** EXERCISE **
Please print the whole listing below exactly as it stands.

• • •

use crate::config::Settings;

/// Score, shields, level and power-ups for one play session. Survives scene
/// transitions; only a new game resets it.
#[derive(Clone, Debug, PartialEq, Eq)]
pub struct Progress {
    pub level: u32,
    pub score: u32,
    pub shields: u32,
    pub powerups: u32,
}

impl Progress {
    pub fn new(settings: &Settings) -> Self {
        Progress {
            level: settings.initial_level,
            score: 0,
            shields: settings.initial_shields,
            powerups: 0,
        }
    }

    pub fn reset(&mut self, settings: &Settings) {
        *self = Progress::new(settings);
    }

    /// Adds `points` and returns how many bonus shields that earned: one for
    /// every multiple of `bonus_every` the score passed on the way.
    pub fn add_score(&mut self, points: u32, bonus_every: u32) -> u32 {
        let before = self.score;
        self.score = self.score.saturating_add(points);
        if bonus_every == 0 {
            return 0;
        }
        let bonus = self.score / bonus_every - before / bonus_every;
        self.shields += bonus;
        bonus
    }

    /// `false` when already at `max`; the caller pays out the surplus instead.
    pub fn add_powerup(&mut self, max: u32) -> bool {
        if self.powerups < max {
            self.powerups += 1;
            true
        } else {
            false
        }
    }

    /// Drop shields by `amount`; returns `true` when none are left.
    pub fn lose_shields(&mut self, amount: u32) -> bool {
        self.shields = self.shields.saturating_sub(amount);
        self.shields == 0
    }
}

• • •

** RESPONSE BOX **
use crate::config::Settings;

/// Score, shields, level and power-ups for one play session. Survives scene
/// transitions; only a new game resets it.
#[derive(Clone, Debug, PartialEq, Eq)]
pub struct Progress {
    pub level: u32,
    pub score: u32,
    pub shields: u32,
    pub powerups: u32,
}

impl Progress {
    pub fn new(settings: &Settings) -> Self {
        Progress {
            level: settings.initial_level,
            score: 0,
            shields: settings.initial_shields,
            powerups: 0,
        }
    }

    pub fn reset(&mut self, settings: &Settings) {
        *self = Progress::new(settings);
    }

    /// Adds `points` and returns how many bonus shields that earned: one for
    /// every multiple of `bonus_every` the score passed on the way.
    pub fn add_score(&mut self, points: u32, bonus_every: u32) -> u32 {
        let before = self.score;
        self.score = self.score.saturating_add(points);
        if bonus_every == 0 {
            return 0;
        }
        let bonus = self.score / bonus_every - before / bonus_every;
        self.shields += bonus;
        bonus
    }

    /// `false` when already at `max`; the caller pays out the surplus instead.
    pub fn add_powerup(&mut self, max: u32) -> bool {
        if self.powerups < max {
            self.powerups += 1;
            true
        } else {
            false
        }
    }

    /// Drop shields by `amount`; returns `true` when none are left.
    pub fn lose_shields(&mut self, amount: u32) -> bool {
        self.shields = self.shields.saturating_sub(amount);
        self.shields == 0
    }
}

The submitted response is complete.